My feet swung off the bed and hit the floor with a thud. My dexterity was sapped, and I could barely tell where my feet were landing. I’d lost sensation in my feet and, except for the pin pricks of a million needles, in my fingers as well. I had to stare down to make sure I was standing on the floor as I forced myself up.
My legs wobbled, but I didn’t fall. Each step sent shocks of pain surging up through me, like lighting through a tree, but I forced myself to continue forward. I left the quarantined room, and went out into the stale air of the hallway beyond. Ahead was an elevator, although the doors were open and there was no elevator within. To the left, just like Beatrice had said, was a short hall that ended in a circular door. According to her, Covington was there, waiting for me to exact the revenge she was certain I craved.
I turned left, and walked slowly to his door, supporting myself against the wall to my left. Each step was misery, but I soldiered on with strength born of the knowledge that I would die the way that I chose, and not the way anyone else had planned for me.
It seemed that all of the doors in the facility had been opened, and Covington’s was no exception. I could see through the circular door and through a sterilization chamber that was the same as the one that preceded my room. The door was open as well, and I could see an empty chair beyond, with familiar tubes of green and blue hanging down, just like the ones that had been attached to me for these past few months
.
When I entered the room, I found it empty. The throne had no king.

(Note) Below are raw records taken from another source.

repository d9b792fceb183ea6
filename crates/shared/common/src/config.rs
//! Shared configuration structures.

use std::fmt;
use std::net::SocketAddr;

use serde::{Deserialize, Serialize};

use crate::error::{AppError, AppResult};

/// HTTP server configuration.
#[derive(Debug, Clone, Deserialize, Serialize)]
pub struct ServerConfig {
    /// Host address to bind
    pub host: String,
    /// Port to listen on
    pub port: u16,
    /// Verbose diagnostics (debug-level logging)
    pub debug: bool,
}

impl ServerConfig {
    /// Get the full server address.
    pub fn addr(&self) -> String {
        format!("{}:{}", self.host, self.port)
    }

    /// Resolve the bind address. The host must be an IP literal.
    pub fn socket_addr(&self) -> AppResult<SocketAddr> {
        let addr = self.addr();
        addr.parse()
            .map_err(|e| AppError::internal(format!("Invalid listen address {}: {}", addr, e)))
    }
}

impl Default for ServerConfig {
    fn default() -> Self {
        Self {
            host: "0.0.0.0".to_string(),
            port: 5000,
            debug: true,
        }
    }
}

/// Database configuration.
#[derive(Clone, Deserialize, Serialize)]
pub struct DatabaseConfig {
    pub host: String,
    pub name: String,
    pub user: String,
    #[serde(skip_serializing)]
    pub password: String,
    pub port: u16,
    pub max_connections: u32,
    pub min_connections: u32,
    /// Seconds a request waits for a pooled connection
    pub acquire_timeout_seconds: u64,
}

impl DatabaseConfig {
    /// Postgres connection URL. Credentials are percent-encoded.
    pub fn url(&self) -> String {
        format!(
            "postgres://{}:{}@{}:{}/{}",
            urlencoding::encode(&self.user),
            urlencoding::encode(&self.password),
            self.host,
            self.port,
            self.name
        )
    }
}

impl fmt::Debug for DatabaseConfig {
    fn fmt(&self, f: &mut fmt::Formatter<'_>) -> fmt::Result {
        f.debug_struct("DatabaseConfig")
            .field("host", &self.host)
            .field("name", &self.name)
            .field("user", &self.user)
            .field("password", &"[REDACTED]")
            .field("port", &self.port)
            .field("max_connections", &self.max_connections)
            .field("min_connections", &self.min_connections)
            .field("acquire_timeout_seconds", &self.acquire_timeout_seconds)
            .finish()
    }
}

impl Default for DatabaseConfig {
    fn default() -> Self {
        Self {
            host: "localhost".to_string(),
            name: "escola".to_string(),
            user: "app_user".to_string(),
            password: "App_User123!".to_string(),
            port: 5432,
            max_connections: 10,
            min_connections: 0,
            acquire_timeout_seconds: 5,
        }
    }
}
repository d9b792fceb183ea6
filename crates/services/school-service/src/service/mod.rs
//! Service layer - school use cases.

mod school_service;

pub use school_service::{SchoolManager, SchoolService};
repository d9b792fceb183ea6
//! User entity.

use chrono::NaiveDateTime;
use serde::{Deserialize, Serialize};

/// A school user, serialized with the column names of the `users` table.
#[derive(Debug, Clone, PartialEq, Eq, Serialize, Deserialize)]
#[cfg_attr(feature = "openapi", derive(utoipa::ToSchema))]
pub struct User {
    /// Primary key
    pub user_id: i32,
    /// Full name
    pub nome: String,
    /// Age in years
    pub idade: i32,
    pub username: String,
    pub email: String,
    /// Creation timestamp (ISO-8601), null when the row has none
    pub created_at: Option<NaiveDateTime>,
}

#[cfg(test)]
mod tests {
    use super::*;
    use chrono::NaiveDate;

    fn sample(created_at: Option<NaiveDateTime>) -> User {
        User {
            user_id: 7,
            nome: "Ana Silva".to_string(),
            idade: 21,
            username: "ana".to_string(),
            email: "ana@escola.pt".to_string(),
            created_at,
        }
    }

    #[test]
    fn test_serializes_timestamp_as_iso8601() {
        let ts = NaiveDate::from_ymd_opt(2024, 3, 5)
            .and_then(|d| d.and_hms_opt(14, 30, 0))
            .unwrap();
        let json = serde_json::to_value(sample(Some(ts))).unwrap();

        assert_eq!(json["user_id"], 7);
        assert_eq!(json["created_at"], "2024-03-05T14:30:00");
    }

    #[test]
    fn test_missing_timestamp_is_null() {
        let json = serde_json::to_value(sample(None)).unwrap();

        assert!(json["created_at"].is_null());
        assert_eq!(
            json.as_object().unwrap().len(),
            6,
            "user exposes exactly six fields"
        );
    }

    #[cfg(feature = "openapi")]
    #[test]
    fn test_openapi_schema_lists_columns() {
        use utoipa::openapi::{RefOr, Schema};

        let (name, schema) = <User as utoipa::ToSchema>::schema();
        assert_eq!(name, "User");
        match schema {
            RefOr::T(Schema::Object(object)) => {
                assert_eq!(object.properties.len(), 6);
                assert!(object.properties.contains_key("created_at"));
            }
            other => panic!("expected an object schema, got {:?}", other),
        }
    }
}
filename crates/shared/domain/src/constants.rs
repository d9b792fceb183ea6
//! Domain-level constants.
//!
//! User-facing messages returned in response bodies.

// =============================================================================
// Welcome document
// =============================================================================

/// Greeting returned by the root endpoint
pub const MSG_WELCOME: &str = "Bem-vindo à API da Escola!";

pub const DESC_USERS: &str = "Lista todos os utilizadores";
pub const DESC_USER_BY_ID: &str = "Dados de um utilizador específico";
pub const DESC_COURSES: &str = "Lista todos os cursos";
pub const DESC_ENROLLMENTS: &str = "Alunos matriculados num curso";

// =============================================================================
// Errors
// =============================================================================

/// Returned when no database connection could be obtained
pub const MSG_DB_CONNECTION_ERROR: &str = "Erro de ligação à BD";

/// Returned by the user lookup when no row matches
pub const MSG_USER_NOT_FOUND: &str = "Utilizador não encontrado";

/// Returned for unknown routes and malformed path parameters
pub const MSG_ROUTE_NOT_FOUND: &str = "Recurso não encontrado";
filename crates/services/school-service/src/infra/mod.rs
//! Infrastructure layer - database access.

mod db;

pub use db::Database;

A door off to the side was open, and I heard a muffled voice cooing within. I inched along the wall and eavesdropped.
“Go to sleep,” said a weary voice. “It’s all okay. Just close your eyes and go to sleep.”
I reached the threshold and stared in at the bizarre scene. The room was stark white, as if plucked from a Kubrickian space ship, with a shower and toilet in one corner, separated by a glass wall, and a bed in the other. A young, nude man was laying on the bed, and another man was standing beside him, stroking the sleeper’s supple skin. The one standing was dressed in plain, grey clothes, but his skin was dark and raw. His entire body was scarred, and it looked like his skin threatened to tear with every move he made. He was looking down at the young man on the bed, but he heard me coming and turned suddenly to face me. His beady, black eyes stared out at me, and I was silenced by the horror of the moment.
Then he grinned and said, “Levon, so glad you could make it.”
I saw the glint of steel in his hand, and he followed my gaze. He was holding a cylindrical tube that was sharp on one end and flat on the other. It looked like an enlarged version of a needle, but without a canister or plunger.
“Do you know what this is?” he asked as he lifted the odd weapon. He didn’t wait for me to answer before explaining. “This is what they used to drill those holes in your side.” Then he turned slightly to show me a flap in his shirt that revealed ports in his side that were identical to mine. “And in me as well.”
“What are you planning on doing with it?”
“Oh, don’t worry, it’s not for you.” He turned back to the nude figure on the bed. He sighed and said, “Look at him, Levon. He’s perfect.”
I recognized the man on the bed, but knew it couldn’t be the same person. “Is that Ben?”